Conservación de los recuerdos

Cuando se fue, me escribió su dirección en una servilleta. Era una dirección llena de números, porque allí las calles no tienen nombre. En una esquina, dibujó dos muñequitos muy simples unidos por un lazo: éramos ella y yo. En la parte de abajo trazó otra muñequita muy simple bajo una palmera y un sol, y en el otro lado, unos montes con lluvia y una muñequita con un paraguas junto a una oveja. Ella en su costa americana y yo en mi pueblo de Soria. Entre los dos mundos colocó dos relojes, para que no olvidara la hora en la que cada una vivía.

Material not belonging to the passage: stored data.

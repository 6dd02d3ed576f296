use std::time::{Duration, Instant};

use crate::TimeoutConfig;

#[derive(Debug)]
pub(crate) struct PingState {
    last_activity: Instant,
    last_ping: Option<Instant>,
}

#[derive(Debug, Eq, PartialEq)]
pub(crate) enum PingStatus {
    AllGood,
    /// Idle for `activity_timeout` with no PING pending.
    NeedToSend,
    /// Carries the idle time.
    Timeout(Duration),
}

impl PingState {
    pub(crate) fn new(now: Instant) -> Self {
        Self {
            last_activity: now,
            last_ping: None,
        }
    }

    pub(crate) fn on_activity(&mut self, now: Instant) {
        self.last_activity = now;
    }

    pub(crate) fn on_send_ping(&mut self, now: Instant) {
        self.last_ping = Some(now);
    }

    /// A PING is pending while it was sent after the last activity.
    fn pending_ping(&self) -> Option<Instant> {
        self.last_ping.filter(|&at| at > self.last_activity)
    }

    pub(crate) fn check_status(&self, now: Instant, config: &TimeoutConfig) -> PingStatus {
        let idle = now.saturating_duration_since(self.last_activity);
        if idle < config.activity_timeout {
            return PingStatus::AllGood;
        }

        match self.pending_ping() {
            None => PingStatus::NeedToSend,
            Some(at) => {
                if now.saturating_duration_since(at) < config.ping_timeout {
                    PingStatus::AllGood
                } else {
                    PingStatus::Timeout(idle)
                }
            }
        }
    }
}

#[cfg(test)]
mod tests {
    use std::time::{Duration, Instant};

    use crate::timeout::PingStatus;
    use crate::TimeoutConfig;

    use super::PingState;

    fn config() -> TimeoutConfig {
        TimeoutConfig {
            activity_timeout: Duration::from_secs(10),
            ping_timeout: Duration::from_secs(5),
        }
    }

    #[test]
    fn missing_pong() {
        let config = config();
        let now = Instant::now();
        let mut state = PingState::new(now);
        assert_eq!(state.check_status(now, &config), PingStatus::AllGood);
        let now = now + Duration::from_secs(9);
        assert_eq!(state.check_status(now, &config), PingStatus::AllGood);
        let now = now + Duration::from_secs(2);
        assert_eq!(state.check_status(now, &config), PingStatus::NeedToSend);
        state.on_send_ping(now);

        // only one PING per idle period
        let now = now + Duration::from_secs(2);
        assert_eq!(state.check_status(now, &config), PingStatus::AllGood);
        let now = now + Duration::from_secs(3);
        assert_eq!(
            state.check_status(now, &config),
            PingStatus::Timeout(Duration::from_secs(16))
        );
    }

    #[test]
    fn activity_answers_ping() {
        let config = config();
        let now = Instant::now();
        let mut state = PingState::new(now);
        let now = now + Duration::from_secs(11);
        assert_eq!(state.check_status(now, &config), PingStatus::NeedToSend);
        state.on_send_ping(now);

        let now = now + Duration::from_secs(4);
        state.on_activity(now);
        assert_eq!(state.check_status(now, &config), PingStatus::AllGood);
        let now = now + Duration::from_secs(6);
        assert_eq!(state.check_status(now, &config), PingStatus::AllGood);

        // a new idle period asks for a new PING
        let now = now + Duration::from_secs(4);
        assert_eq!(state.check_status(now, &config), PingStatus::NeedToSend);
    }
}
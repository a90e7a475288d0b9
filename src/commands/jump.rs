//! Interactive jump command (`docjump jump`, the default)
//!
//! Starts the controller, hands its handle to the fullscreen widget, and once
//! the widget exits opens the chosen documentation page.

use std::sync::Arc;

use iocraft::prelude::*;

use crate::config::Config;
use crate::error::{DocJumpError, Result};
use crate::navigate::{Navigator, PrintOnly, SystemBrowser};
use crate::search::{Fetcher, SearchClient};
use crate::tui::{Controller, ControllerSettings, JumpWidget, Outcome, UiEvent};

/// Launch the jump widget
pub async fn cmd_jump(initial_query: Option<String>, print: bool) -> Result<()> {
    let config = Config::load()?;
    let client = SearchClient::from_config(&config)?;
    let settings = ControllerSettings::from_config(&config)?;

    let (controller, handle) = Controller::new(Fetcher::new(Arc::new(client)), settings);
    let controller_task = tokio::spawn(controller.run());

    let rendered = element! {
        JumpWidget(
            handle: Some(handle.clone()),
            initial_query: initial_query.unwrap_or_default(),
        )
    }
    .fullscreen()
    .await;

    // The widget can also exit on its own, e.g. on a render error
    handle.send(UiEvent::Quit);
    drop(handle);

    let outcome = controller_task
        .await
        .map_err(|e| DocJumpError::Other(format!("controller task failed: {e}")))?;
    rendered.map_err(|e| DocJumpError::Tui(e.to_string()))?;

    match outcome {
        Outcome::Navigate { url, result } => {
            tracing::info!("Navigating to {} ({url})", result.project_label());
            if print {
                PrintOnly.navigate(&url)
            } else {
                SystemBrowser.navigate(&url)
            }
        }
        Outcome::Cancelled => Ok(()),
    }
}
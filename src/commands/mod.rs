//! Command implementations for the `docjump` CLI.

mod config;
mod jump;
mod search;

pub use config::{cmd_config_get, cmd_config_path, cmd_config_set, cmd_config_show};
pub use jump::cmd_jump;
pub use search::cmd_search;

use serde_json::Value;

use crate::error::Result;

/// A command's result, printable either as JSON or as human-readable text.
pub struct CommandOutput {
    json: Value,
    text: Option<String>,
}

impl CommandOutput {
    pub fn new(json: Value) -> Self {
        Self { json, text: None }
    }

    pub fn with_text(mut self, text: impl Into<String>) -> Self {
        self.text = Some(text.into());
        self
    }

    /// Print as pretty JSON when `json` is set, otherwise the text form.
    /// Falls back to JSON when no text form was given.
    pub fn print(self, json: bool) -> Result<()> {
        match self.text {
            Some(text) if !json => println!("{text}"),
            _ => println!("{}", serde_json::to_string_pretty(&self.json)?),
        }
        Ok(())
    }
}
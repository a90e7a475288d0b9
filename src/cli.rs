use clap::{CommandFactory, Parser, Subcommand};
use clap_complete::Shell;
use std::io;

use crate::config::Config;
use crate::logging::LogTarget;

#[derive(Parser)]
#[command(name = "docjump")]
#[command(about = "Search Clojars as you type and jump to the library's docs")]
#[command(version)]
pub struct Cli {
    /// Log debug output (to the log file while the widget is open)
    #[arg(short, long, global = true)]
    pub verbose: bool,

    #[command(subcommand)]
    pub command: Option<Commands>,
}

#[derive(Subcommand)]
pub enum Commands {
    /// Open the interactive search widget (default)
    #[command(visible_alias = "j")]
    Jump {
        /// Text to start with in the search input
        #[arg(short, long)]
        query: Option<String>,

        /// Print the documentation URL instead of opening a browser
        #[arg(long)]
        print: bool,
    },

    /// Search once and print the results with their documentation URLs
    #[command(visible_alias = "s")]
    Search {
        /// Search terms, joined with spaces
        #[arg(required = true, num_args = 1..)]
        query: Vec<String>,

        /// Show at most this many results
        #[arg(short = 'n', long)]
        limit: Option<usize>,

        /// Output as JSON
        #[arg(long)]
        json: bool,
    },

    /// Manage configuration
    Config {
        #[command(subcommand)]
        action: ConfigAction,
    },

    /// Generate shell completions
    Completions {
        /// Shell to generate completions for [possible values: bash, zsh, fish, powershell, elvish]
        shell: Shell,
    },
}

#[derive(Subcommand)]
pub enum ConfigAction {
    /// Show the effective configuration
    Show {
        /// Output as JSON
        #[arg(long)]
        json: bool,
    },
    /// Set a configuration value
    Set {
        /// Configuration key (search_url, docs_url, debounce_ms, blur_grace_ms,
        /// request_timeout_secs, connect_timeout_secs, log_file)
        key: String,
        /// Value to set
        value: String,
        /// Output as JSON
        #[arg(long)]
        json: bool,
    },
    /// Get a configuration value
    Get {
        /// Configuration key
        key: String,
        /// Output as JSON
        #[arg(long)]
        json: bool,
    },
    /// Print the config file path
    Path,
}

impl Cli {
    /// Whether the command takes over the terminal.
    pub fn is_interactive(&self) -> bool {
        matches!(self.command, None | Some(Commands::Jump { .. }))
    }

    /// Where this invocation should log. The widget logs to a file; if no
    /// log file location can be determined it logs nowhere.
    pub fn log_target(&self) -> Option<LogTarget> {
        if !self.is_interactive() {
            return Some(LogTarget::Stderr);
        }
        let path = match Config::load() {
            Ok(config) => config.log_path(),
            Err(_) => Config::default_log_path(),
        };
        path.ok().map(LogTarget::File)
    }

    /// Execute the selected command; no subcommand means `jump`.
    pub async fn run(self) -> crate::error::Result<()> {
        let command = self.command.unwrap_or(Commands::Jump {
            query: None,
            print: false,
        });
        command.run().await
    }
}

impl Commands {
    /// Execute the command, dispatching to the appropriate handler.
    pub async fn run(self) -> crate::error::Result<()> {
        use crate::commands::{
            cmd_config_get, cmd_config_path, cmd_config_set, cmd_config_show, cmd_jump,
            cmd_search,
        };

        match self {
            Commands::Jump { query, print } => cmd_jump(query, print).await,

            Commands::Search { query, limit, json } => cmd_search(&query, limit, json).await,

            Commands::Config { action } => match action {
                ConfigAction::Show { json } => cmd_config_show(json),
                ConfigAction::Set { key, value, json } => cmd_config_set(&key, &value, json),
                ConfigAction::Get { key, json } => cmd_config_get(&key, json),
                ConfigAction::Path => cmd_config_path(),
            },

            Commands::Completions { shell } => {
                generate_completions(shell);
                Ok(())
            }
        }
    }
}

pub fn generate_completions(shell: Shell) {
    let mut cmd = Cli::command();
    clap_complete::generate(shell, &mut cmd, "docjump", &mut io::stdout());
}
//! Jump widget root component (`docjump jump`)
//!
//! Renders the query input, the result list and the shortcuts footer from the
//! latest controller snapshot, and forwards keyboard and mouse input to the
//! controller. The component never mutates selection state itself.

use iocraft::prelude::*;

use crate::search::QuerySeq;
use crate::tui::components::{Footer, ResultList, RowFormatter, SearchInput, jump_shortcuts};
use crate::tui::controller::{ControllerHandle, UiEvent};
use crate::tui::keymap::{Pointer, WidgetLayout, key_to_event, mouse_to_events};
use crate::tui::selection::{SelectionMode, SelectionState};

/// Props for the JumpWidget component
#[derive(Default, Props)]
pub struct JumpWidgetProps {
    /// Connection to a running controller
    pub handle: Option<ControllerHandle>,
    /// Text placed in the input on start
    pub initial_query: String,
    /// Row text strategy for the result list
    pub formatter: Option<RowFormatter>,
}

/// Layout:
/// ```text
/// +------------------------------------------+
/// | > query                                   |
/// +------------------------------------------+
///   > group/jar 1.2.3  description
///     group 0.1.0
/// [Up/Dn] Select ...                     1/12
/// ```
#[component]
pub fn JumpWidget<'a>(props: &JumpWidgetProps, mut hooks: Hooks) -> impl Into<AnyElement<'a>> {
    let (width, height) = hooks.use_terminal_size();
    let mut system = hooks.use_context_mut::<SystemContext>();

    let query = hooks.use_state(|| props.initial_query.clone());
    let mut sent_query = hooks.use_state(String::new);
    let selection: State<SelectionState> = hooks.use_state(SelectionState::default);
    let should_exit = hooks.use_state(|| false);
    let mut started = hooks.use_state(|| false);

    let handle = props.handle.clone();

    // Mirror controller snapshots into render state until the controller ends
    let follow_handler: Handler<()> = hooks.use_async_handler({
        let handle = handle.clone();
        move |()| {
            let snapshots = handle.as_ref().map(ControllerHandle::subscribe);
            let mut selection_setter = selection;
            let mut should_exit_setter = should_exit;

            async move {
                if let Some(mut snapshots) = snapshots {
                    while snapshots.changed().await.is_ok() {
                        let snapshot = snapshots.borrow_and_update().clone();
                        selection_setter.set(snapshot);
                    }
                }
                should_exit_setter.set(true);
            }
        }
    });

    if !started.get() {
        started.set(true);
        if let Some(handle) = &handle {
            handle.send(UiEvent::Focus);
        }
        follow_handler(());
    }

    // Report edits; the controller sanitizes and debounces them
    let current_query = query.to_string();
    if current_query != *sent_query.read() {
        sent_query.set(current_query.clone());
        if let Some(handle) = &handle {
            handle.send(UiEvent::Input(current_query));
        }
    }

    let state = selection.read().clone();
    let layout = WidgetLayout::compute(
        height,
        state.is_list_visible(),
        state.selected_index(),
        state.results().len(),
    );

    hooks.use_terminal_events({
        let handle = handle.clone();
        move |event| {
            let Some(handle) = &handle else {
                return;
            };
            match event {
                TerminalEvent::Key(KeyEvent {
                    code,
                    kind,
                    modifiers,
                    ..
                }) if kind != KeyEventKind::Release => {
                    if let Some(ui_event) = key_to_event(code, modifiers) {
                        handle.send(ui_event);
                    }
                }
                TerminalEvent::FullscreenMouse(mouse_event) => {
                    if let Some(pointer) = Pointer::from_kind(mouse_event.kind) {
                        for ui_event in mouse_to_events(pointer, mouse_event.row, &layout) {
                            handle.send(ui_event);
                        }
                    }
                }
                _ => {}
            }
        }
    });

    if should_exit.get() {
        system.exit();
    }

    let status = match state.mode() {
        SelectionMode::FocusedWithResults => Some(format!(
            "{}/{}",
            state.selected_index() + 1,
            state.results().len()
        )),
        SelectionMode::FocusedEmpty if state.latest_dispatched() != QuerySeq::NONE => {
            Some("No results".to_string())
        }
        _ => None,
    };

    element! {
        View(
            width,
            height,
            flex_direction: FlexDirection::Column,
        ) {
            SearchInput(
                value: Some(query),
                has_focus: state.is_focused(),
            )

            #(if layout.rows > 0 {
                Some(element! {
                    ResultList(
                        results: state.results().clone(),
                        selected_index: state.selected_index(),
                        offset: layout.offset,
                        rows: layout.rows,
                        formatter: props.formatter,
                    )
                })
            } else {
                None
            })

            View(flex_grow: 1.0)

            Footer(shortcuts: jump_shortcuts(), status: status)
        }
    }
}
//! One-shot search command (`docjump search`)
//!
//! Runs the same sanitize and fetch steps as the widget, once, without
//! debouncing, and prints every result with its documentation URL.

use owo_colors::OwoColorize;
use serde_json::json;

use super::CommandOutput;
use crate::config::Config;
use crate::error::{DocJumpError, Result};
use crate::navigate::docs_url;
use crate::search::{SearchBackend, SearchClient, sanitize};

pub async fn cmd_search(words: &[String], limit: Option<usize>, json: bool) -> Result<()> {
    let query = sanitize(&words.join(" "));
    if query.is_blank() {
        return Err(DocJumpError::Other(
            "query is empty once brackets, braces and quotes are removed".to_string(),
        ));
    }

    let config = Config::load()?;
    let client = SearchClient::from_config(&config)?;
    let docs_base = config.docs_url()?;

    let results = client.search(&query).await?;
    let results = match limit {
        Some(limit) => results.truncated(limit),
        None => results,
    };
    tracing::debug!("{} result(s) for '{query}'", results.len());

    let mut rows = Vec::with_capacity(results.len());
    let mut text_output = String::new();
    for result in results.iter() {
        let url = docs_url(&docs_base, result)?;

        rows.push(json!({
            "group_name": result.group_name,
            "jar_name": result.jar_name,
            "version": result.version,
            "description": result.description,
            "url": url.as_str(),
        }));

        text_output.push_str(&format!(
            "{} {}\n",
            result.project_label().cyan(),
            result.version.dimmed()
        ));
        if let Some(description) = result.description.as_deref().map(str::trim)
            && !description.is_empty()
        {
            text_output.push_str(&format!("  {description}\n"));
        }
        text_output.push_str(&format!("  {}\n", url.as_str().blue()));
    }

    if results.is_empty() {
        text_output = format!("No results for '{query}'");
    } else {
        text_output.truncate(text_output.trim_end().len());
    }

    CommandOutput::new(json!({
        "query": query.as_str(),
        "results": rows,
    }))
    .with_text(text_output)
    .print(json)
}
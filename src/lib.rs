pub mod cli;
pub mod commands;
pub mod config;
pub mod error;
pub mod logging;
pub mod navigate;
pub mod search;
pub mod tui;

pub use config::Config;
pub use error::{DocJumpError, Result};
pub use navigate::{Navigator, PrintOnly, SystemBrowser, docs_url};
pub use search::{
    Debouncer, Fetcher, Query, QuerySeq, ResultSet, SearchBackend, SearchClient, SearchResult,
    sanitize,
};
pub use tui::{Controller, ControllerHandle, ControllerSettings, Outcome, UiEvent};
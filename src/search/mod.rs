//! The query pipeline: sanitize, debounce, fetch.

pub mod debounce;
pub mod fetcher;
pub mod sanitize;
pub mod types;

pub use debounce::Debouncer;
pub use fetcher::{Fetcher, SearchBackend, SearchClient, parse_response};
pub use sanitize::sanitize;
pub use types::{Query, QuerySeq, ResultSet, SearchResult};
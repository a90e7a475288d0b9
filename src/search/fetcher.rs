//! Remote search requests.
//!
//! [`SearchBackend`] is the seam between the interaction core and the network.
//! [`SearchClient`] is the HTTP implementation; [`Fetcher`] turns a backend into
//! the fire-and-forget `fetch(query, on_results)` operation used by the
//! controller.
//!
//! The fetcher provides no ordering and no cancellation. Several requests may
//! be in flight at once and complete in any order; discarding stale
//! completions is the selection state machine's job.

use std::sync::Arc;
use std::time::Duration;

use async_trait::async_trait;
use reqwest::Client;
use serde::Deserialize;
use tokio::task::JoinHandle;
use url::Url;

use crate::config::Config;
use crate::error::{DocJumpError, Result};

use super::types::{Query, ResultSet, SearchResult};

/// Something that can answer a query with an ordered result list.
#[async_trait]
pub trait SearchBackend: Send + Sync {
    async fn search(&self, query: &Query) -> Result<ResultSet>;
}

/// Response body of the search endpoint. Only `results` is consumed.
#[derive(Debug, Deserialize)]
struct SearchResponse {
    results: Vec<SearchResult>,
}

/// Parse a search endpoint response body.
///
/// A record missing any of `group_name`, `jar_name` or `version` fails the
/// whole response; partial result lists are never produced.
pub fn parse_response(body: &[u8]) -> Result<ResultSet> {
    let response: SearchResponse = serde_json::from_slice(body)?;
    Ok(ResultSet::new(response.results))
}

/// HTTP client for a Clojars-compatible search endpoint.
#[derive(Debug, Clone)]
pub struct SearchClient {
    client: Client,
    endpoint: Url,
}

impl SearchClient {
    /// Build a client from the loaded configuration.
    pub fn from_config(config: &Config) -> Result<Self> {
        Self::new(
            config.search_url()?,
            config.request_timeout(),
            config.connect_timeout(),
        )
    }

    pub fn new(endpoint: Url, timeout: Duration, connect_timeout: Duration) -> Result<Self> {
        let client = Client::builder()
            .user_agent(concat!("docjump/", env!("CARGO_PKG_VERSION")))
            .timeout(timeout)
            .connect_timeout(connect_timeout)
            .build()?;

        Ok(Self { client, endpoint })
    }

    /// The request URL for `query`: the endpoint plus `q` and `format=json`.
    pub fn request_url(&self, query: &Query) -> Url {
        let mut url = self.endpoint.clone();
        url.query_pairs_mut()
            .append_pair("q", query.as_str())
            .append_pair("format", "json");
        url
    }
}

#[async_trait]
impl SearchBackend for SearchClient {
    async fn search(&self, query: &Query) -> Result<ResultSet> {
        let url = self.request_url(query);
        tracing::debug!("GET {url}");

        let response = self.client.get(url).send().await?;
        let status = response.status();
        if !status.is_success() {
            return Err(DocJumpError::HttpStatus(
                status.as_u16(),
                status.canonical_reason().unwrap_or("Unknown").to_string(),
            ));
        }

        let body = response.bytes().await?;
        parse_response(&body)
    }
}

/// Fire-and-forget query dispatcher.
#[derive(Clone)]
pub struct Fetcher {
    backend: Arc<dyn SearchBackend>,
}

impl Fetcher {
    pub fn new(backend: Arc<dyn SearchBackend>) -> Self {
        Self { backend }
    }

    /// Issue one request for `query` on a new task.
    ///
    /// `on_results` runs exactly once if the request and parse succeed and is
    /// dropped uncalled otherwise; failures are logged here and go no further.
    /// There is no retry.
    pub fn fetch<F>(&self, query: Query, on_results: F) -> JoinHandle<()>
    where
        F: FnOnce(ResultSet) + Send + 'static,
    {
        let backend = Arc::clone(&self.backend);
        tokio::spawn(async move {
            match backend.search(&query).await {
                Ok(results) => on_results(results),
                Err(e) => tracing::warn!("Search for '{query}' failed: {e}"),
            }
        })
    }
}

impl std::fmt::Debug for Fetcher {
    fn fmt(&self, f: &mut std::fmt::Formatter<'_>) -> std::fmt::Result {
        f.debug_struct("Fetcher").finish_non_exhaustive()
    }
}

Esta servilleta es uno de esos recuerdos sin archivar que andan desordenados por mi casa, como si de cronopios se tratasen. Hoy ha aparecido al desdoblar una manta. Me ha hecho recordarla y he sonreído. A ratos la echo de menos. Hace poco me escribía para felicitarme por todo lo bueno que me está pasando y me decía que ella había cambiado mucho. Sin embargo, en su mail hablaba de colores nuevos para su cocina y para su salón, y sus cambios se teñían de verde pistacho o naranja terracota. Seguía siendo la misma, al menos yo la recordaba así, dando un nombre preciso a cada color.

Cuando pienso en ella es así, un recuerdo. No puedo imaginarla en su mundo, rodeada de sus nuevos colores. No me había dado cuenta hasta ahora, pero para mí ella no es alguien que exista al otro lado del mundo y que ahora mismo, mientras yo escribo, esté tomando un café, por ejemplo. Ella es la que fue, la que yo recuerdo, la que no puedo imaginar en otro lugar que no sea Barcelona.

Y mientras tanto vamos viviendo, cada una en un reloj, cada una en un paisaje.